[Bon à savoir] Prestations sociales : le calendrier 2016 des revalorisations

Publié le 14/01/2016

Une mesure de la loi de financement de la Sécurité sociale (LFSS) pour 2016, passée quasi inaperçue, aura un impact non négligeable sur le pouvoir d’achat des ménages modestes : la modification du calcul de la revalorisation des prestations sociales.

Cette revalorisation n’est plus calculée sur l’inflation prévue (avec un correctif un an plus tard pour tenir compte de l’inflation réelle) mais sur l’inflation de l’année précédente. En période de faible inflation, cette mesure peut sembler anodine. Mais si l’inflation repart, le manque à gagner subi par un bénéficiaire du RSA (revenu de solidarité active) « socle », par exemple, serait de 10 euros par mois en cas d’inflation égale à 2 %.

Cette modification du mode de calcul s’accompagne d’une modification de la date de revalorisation de certaines prestations qui pénalise également les bénéficiaires. Ainsi, le RSA « socle » et l’ASS (allocation de solidarité spécifique) versés aux chômeurs en fin de droits ne seront plus revalorisés le 1er janvier mais le 1er avril.

C’est à cette date que l’Aspa (allocation de solidarité aux personnes âgées), qui remplace le minimum vieillesse, les prestations familiales, les pensions d’invalidité et les rentes AT-MP (accidents du travail et maladies professionnelles) étaient déjà revalorisés. Ce décalage permet notamment de connaître exactement le niveau d’inflation de l’année précédente. Seule bonne nouvelle, l’AAH (allocation adulte handicapé), qui était revalorisée le 1er septembre, le sera aussi le 1er avril.
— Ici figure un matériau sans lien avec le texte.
//! Pointer-driven indifference curve
//!
//! ```text
//! Idle   --move (in domain)--> Active   draw curve
//! Active --move (in domain)--> Active   restore baseline, draw curve
//! Active --leave-----------> Idle     restore baseline
//! any    --move (outside)----> same     ignored
//! ```
//!
//! The baseline snapshot is blitted back in one copy before every redraw,
//! so the heatmap itself is never regenerated on pointer movement.

use std::time::Instant;

use log::{trace, warn};

use crate::contour::IsolineExtractor;
use crate::curve::CurveRenderer;
use crate::display::PixelBuffer;
use crate::domain::{DomainBounds, DomainPoint};
use crate::field::ScalarField;
use crate::payoff::PayoffFunction;

/// Viewport rectangle of the rendered surface, as reported by the host
#[derive(Debug, Clone, Copy, PartialEq)]
pub struct SurfaceRect {
    pub left: f64,
    pub top: f64,
    pub width: f64,
    pub height: f64,
}

/// Pointer position in viewport coordinates plus the surface's rectangle
#[derive(Debug, Clone, Copy, PartialEq)]
pub struct PointerEvent {
    pub x: f64,
    pub y: f64,
    pub rect: SurfaceRect,
}

impl PointerEvent {
    /// Event for a surface drawn unscaled at the viewport origin
    pub fn at_pixel(col: f64, row: f64, width: u32, height: u32) -> Self {
        Self {
            x: col,
            y: row,
            rect: SurfaceRect {
                left: 0.0,
                top: 0.0,
                width: width as f64,
                height: height as f64,
            },
        }
    }

    /// Position in surface pixels, scaled when the rectangle is resized
    pub fn surface_position(&self, width: u32, height: u32) -> (f64, f64) {
        let mut col = self.x - self.rect.left;
        let mut row = self.y - self.rect.top;
        if self.rect.width > 0.0 {
            col *= width as f64 / self.rect.width;
        }
        if self.rect.height > 0.0 {
            row *= height as f64 / self.rect.height;
        }
        (col, row)
    }
}

#[derive(Debug, Clone, Copy, PartialEq, Default)]
pub enum HoverState {
    #[default]
    Idle,
    Active {
        last: DomainPoint,
        utility: f64,
    },
}

impl HoverState {
    pub fn is_active(&self) -> bool {
        matches!(self, Self::Active { .. })
    }
}

/// Read-only view of what a hover redraw needs
pub struct OverlayInputs<'a> {
    pub bounds: &'a DomainBounds,
    pub payoff: &'a dyn PayoffFunction,
    pub field: &'a ScalarField,
    pub extractor: &'a dyn IsolineExtractor,
    pub baseline: &'a PixelBuffer,
}

/// Result of one pointer event
#[derive(Debug, Clone, Copy, PartialEq)]
pub enum HoverOutcome {
    /// Nothing changed on screen
    Ignored,
    /// Curve drawn for this domain point and payoff
    Drawn { point: DomainPoint, utility: f64 },
    /// Hover curve erased
    Cleared,
}

#[derive(Debug, Clone)]
pub struct HoverOverlayController {
    state: HoverState,
    renderer: CurveRenderer,
}

impl HoverOverlayController {
    pub fn new(renderer: CurveRenderer) -> Self {
        Self {
            state: HoverState::Idle,
            renderer,
        }
    }

    pub fn state(&self) -> HoverState {
        self.state
    }

    /// Forget any drawn curve without touching the frame (after a re-render)
    pub fn reset(&mut self) {
        self.state = HoverState::Idle;
    }

    pub fn pointer_move(
        &mut self,
        event: &PointerEvent,
        inputs: &OverlayInputs<'_>,
        frame: &mut PixelBuffer,
    ) -> HoverOutcome {
        let start = Instant::now();
        let (w, h) = (frame.width(), frame.height());
        let (col, row) = event.surface_position(w, h);
        let point = inputs.bounds.pixel_to_domain(col, row, w, h);

        // Entering the surface can report a position one pixel outside it
        if !inputs.bounds.contains(point) {
            trace!("pointer at ({:.1}, {:.1}) outside domain, ignored", col, row);
            return HoverOutcome::Ignored;
        }

        let utility = match inputs.payoff.evaluate(point.x, point.y) {
            Ok(v) => v,
            Err(e) => {
                warn!("hover payoff at ({}, {}) failed: {}", point.x, point.y, e);
                return HoverOutcome::Ignored;
            },
        };

        let isoline = inputs.extractor.extract(inputs.field, utility);

        if self.state.is_active() {
            frame.copy_from(inputs.baseline);
        }
        self.renderer.draw(frame, &isoline);
        self.state = HoverState::Active {
            last: point,
            utility,
        };

        trace!(
            "hover curve at ({:.3}, {:.3}) utility {:.3}: {} points in {:.2}ms",
            point.x,
            point.y,
            utility,
            isoline.point_count(),
            start.elapsed().as_secs_f64() * 1000.0
        );
        HoverOutcome::Drawn { point, utility }
    }

    pub fn pointer_leave(&mut self, baseline: &PixelBuffer, frame: &mut PixelBuffer) -> HoverOutcome {
        if !self.state.is_active() {
            return HoverOutcome::Ignored;
        }
        frame.copy_from(baseline);
        self.state = HoverState::Idle;
        HoverOutcome::Cleared
    }
}

#[cfg(test)]
mod tests {
    use super::*;
    use crate::contour::MarchingSquares;
    use crate::curve::CurveStyle;

    struct Fixture {
        bounds: DomainBounds,
        field: ScalarField,
        baseline: PixelBuffer,
    }

    fn sum(x: f64, y: f64) -> f64 {
        x + y
    }

    fn fixture() -> Fixture {
        let bounds = DomainBounds::default();
        let (w, h) = (60, 40);
        let values = (0..h)
            .flat_map(|row| (0..w).map(move |col| (col, row)))
            .map(|(col, row)| {
                let p = bounds.pixel_to_domain(col as f64, row as f64, w, h);
                sum(p.x, p.y)
            })
            .collect();
        let mut baseline = PixelBuffer::with_size(w, h);
        baseline.clear([200, 200, 200]);
        Fixture {
            bounds,
            field: ScalarField::new(w, h, values),
            baseline,
        }
    }

    fn inputs(f: &Fixture) -> OverlayInputs<'_> {
        OverlayInputs {
            bounds: &f.bounds,
            payoff: &sum,
            field: &f.field,
            extractor: &MarchingSquares,
            baseline: &f.baseline,
        }
    }

    fn controller() -> HoverOverlayController {
        HoverOverlayController::new(CurveRenderer::new(CurveStyle::Flag, [0, 0, 0]))
    }

    #[test]
    fn test_first_move_activates() {
        let f = fixture();
        let mut hover = controller();
        let mut frame = f.baseline.clone();
        let out = hover.pointer_move(&PointerEvent::at_pixel(30.0, 20.0, 60, 40), &inputs(&f), &mut frame);
        assert!(matches!(out, HoverOutcome::Drawn { .. }));
        assert!(hover.state().is_active());
        assert_ne!(frame, f.baseline);
    }

    #[test]
    fn test_outside_domain_is_ignored() {
        let f = fixture();
        let mut hover = controller();
        let mut frame = f.baseline.clone();
        // One pixel past the right edge
        let out = hover.pointer_move(&PointerEvent::at_pixel(61.0, 20.0, 60, 40), &inputs(&f), &mut frame);
        assert_eq!(out, HoverOutcome::Ignored);
        assert_eq!(hover.state(), HoverState::Idle);
        assert_eq!(frame, f.baseline);
    }

    #[test]
    fn test_outside_move_keeps_active_curve() {
        let f = fixture();
        let mut hover = controller();
        let mut frame = f.baseline.clone();
        hover.pointer_move(&PointerEvent::at_pixel(30.0, 20.0, 60, 40), &inputs(&f), &mut frame);
        let state = hover.state();
        let drawn = frame.clone();

        let out = hover.pointer_move(&PointerEvent::at_pixel(30.0, -2.0, 60, 40), &inputs(&f), &mut frame);
        assert_eq!(out, HoverOutcome::Ignored);
        assert!(hover.state().is_active());
        assert_eq!(hover.state(), state);
        assert_eq!(frame, drawn);
    }

    #[test]
    fn test_second_move_erases_first_curve() {
        let f = fixture();
        let mut hover = controller();
        let mut frame = f.baseline.clone();
        hover.pointer_move(&PointerEvent::at_pixel(15.0, 20.0, 60, 40), &inputs(&f), &mut frame);

        let mut only_second = f.baseline.clone();
        let mut fresh = controller();
        let event = PointerEvent::at_pixel(45.0, 20.0, 60, 40);
        fresh.pointer_move(&event, &inputs(&f), &mut only_second);

        hover.pointer_move(&event, &inputs(&f), &mut frame);
        assert_eq!(frame, only_second);
    }

    #[test]
    fn test_leave_restores_baseline() {
        let f = fixture();
        let mut hover = controller();
        let mut frame = f.baseline.clone();
        assert_eq!(hover.pointer_leave(&f.baseline, &mut frame), HoverOutcome::Ignored);

        hover.pointer_move(&PointerEvent::at_pixel(30.0, 20.0, 60, 40), &inputs(&f), &mut frame);
        assert_eq!(hover.pointer_leave(&f.baseline, &mut frame), HoverOutcome::Cleared);
        assert_eq!(frame, f.baseline);
        assert_eq!(hover.state(), HoverState::Idle);
    }

    #[test]
    fn test_scaled_rect() {
        let event = PointerEvent {
            x: 110.0,
            y: 60.0,
            rect: SurfaceRect {
                left: 10.0,
                top: 20.0,
                width: 200.0,
                height: 80.0,
            },
        };
        assert_eq!(event.surface_position(100, 40), (50.0, 20.0));
    }
}
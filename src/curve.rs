//! Drawing isolines onto a pixel buffer

use serde::{Deserialize, Serialize};

use crate::contour::{Isoline, PixelPoint};
use crate::display::PixelBuffer;
use crate::gradient::Rgb;

/// How an isoline is put on the surface
#[derive(Debug, Clone, Copy, PartialEq, Eq, Default, Serialize, Deserialize)]
#[serde(rename_all = "snake_case")]
pub enum CurveStyle {
    /// Color each point's pixel directly
    #[default]
    Flag,
    /// Smooth anti-aliased stroke through the points
    Spline,
}

/// Stroke or flag curves in a single color
#[derive(Debug, Clone, Copy, PartialEq)]
pub struct CurveRenderer {
    pub style: CurveStyle,
    pub color: Rgb,
}

impl CurveRenderer {
    pub fn new(style: CurveStyle, color: Rgb) -> Self {
        Self { style, color }
    }

    pub fn draw(&self, buffer: &mut PixelBuffer, isoline: &Isoline) {
        match self.style {
            CurveStyle::Flag => flag_cells(buffer, isoline.cells(), self.color),
            CurveStyle::Spline => {
                for line in &isoline.polylines {
                    stroke_spline(buffer, &line.points, self.color);
                }
            },
        }
    }
}

/// Set every listed pixel to `color`
pub fn flag_cells(buffer: &mut PixelBuffer, cells: impl IntoIterator<Item = (i32, i32)>, color: Rgb) {
    for (x, y) in cells {
        buffer.set_pixel(x, y, color);
    }
}

/// Smooth stroke through an ordered run of points.
///
/// Each consecutive pair is drawn as two quadratic segments meeting at the
/// pair's midpoint, with control points at the quarter points. Fewer than
/// two points draw nothing.
pub fn stroke_spline(buffer: &mut PixelBuffer, points: &[PixelPoint], color: Rgb) {
    if points.len() < 2 {
        return;
    }
    for pair in points.windows(2) {
        let (a, b) = (pair[0], pair[1]);
        let at = |t: f64| ((a.x + (b.x - a.x) * t) as f32, (a.y + (b.y - a.y) * t) as f32);
        let start = at(0.0);
        let quarter = at(0.25);
        let mid = at(0.5);
        let three_quarter = at(0.75);
        let end = at(1.0);
        buffer.quad_bezier_aa(start, quarter, mid, color);
        buffer.quad_bezier_aa(mid, three_quarter, end, color);
    }
}
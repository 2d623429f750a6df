//! Full-surface raster generation
//!
//! Every pixel is mapped to the domain, evaluated, colored by
//! `payoff / max_utility`, and its payoff kept in the [`ScalarField`] that
//! later isoline queries read.

use std::time::Instant;

use log::debug;

use crate::display::PixelBuffer;
use crate::domain::DomainBounds;
use crate::error::{HeatmapError, Result};
use crate::field::ScalarField;
use crate::gradient::GradientScheme;
use crate::payoff::PayoffFunction;

/// A rendered raster and the payoff samples behind it
#[derive(Debug, Clone)]
pub struct HeatmapFrame {
    pub buffer: PixelBuffer,
    pub field: ScalarField,
}

/// Produces heatmap frames of a fixed surface size
#[derive(Debug, Clone, Copy)]
pub struct RasterHeatmapGenerator {
    width: u32,
    height: u32,
    clamp_percent: bool,
}

impl RasterHeatmapGenerator {
    pub fn new(width: u32, height: u32) -> Self {
        Self {
            width,
            height,
            clamp_percent: false,
        }
    }

    /// Clamp `payoff / max_utility` into [0, 1] before the gradient lookup.
    /// Off by default: out-of-range payoffs reach the gradient unchanged.
    pub fn with_clamped_percent(mut self, clamp: bool) -> Self {
        self.clamp_percent = clamp;
        self
    }

    pub fn width(&self) -> u32 {
        self.width
    }

    pub fn height(&self) -> u32 {
        self.height
    }

    /// Render one frame. The first failing payoff evaluation aborts it.
    pub fn render<P>(
        &self,
        payoff: &P,
        bounds: &DomainBounds,
        max_utility: f64,
        scheme: &GradientScheme,
    ) -> Result<HeatmapFrame>
    where
        P: PayoffFunction + ?Sized,
    {
        let start = Instant::now();
        let (w, h) = (self.width, self.height);
        let mut buffer = PixelBuffer::with_size(w, h);
        let mut values = Vec::with_capacity(w as usize * h as usize);

        for row in 0..h {
            for col in 0..w {
                let p = bounds.pixel_to_domain(col as f64, row as f64, w, h);
                let payoff = payoff
                    .evaluate(p.x, p.y)
                    .map_err(|source| HeatmapError::Evaluation {
                        x: p.x,
                        y: p.y,
                        source,
                    })?;
                values.push(payoff);

                let mut percent = payoff / max_utility;
                if self.clamp_percent {
                    percent = percent.clamp(0.0, 1.0);
                }
                buffer.set_pixel(col as i32, row as i32, scheme.color_at(percent));
            }
        }

        let field = ScalarField::new(w, h, values);
        debug!(
            "heatmap {}x{} (payoff {:.3}..{:.3}) in {:.2}ms",
            w,
            h,
            field.min(),
            field.max(),
            start.elapsed().as_secs_f64() * 1000.0
        );
        Ok(HeatmapFrame { buffer, field })
    }
}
Restitution aux bénéficiaires ?

Pour la CFDT, les économies dégagées par cette modification du calcul des prestations et le décalage des revalorisations de certaines prestations devraient être restituées aux bénéficiaires d’une manière ou d’une autre. La revalorisation des allocations-chômage comme celle des aides au logement n’est en revanche pas concernée par ce nouveau calendrier car elles ne suivent pas les mêmes règles d’automaticité. La revalorisation des allocations-chômage dépend d’une décision du conseil d’administration de l’Unédic, qui étudie chaque année en juin une revalorisation effective au 1er juillet. Enfin, la revalorisation des aides au logement relève d’une décision du gouvernement qui s’applique traditionnellement le 1er octobre.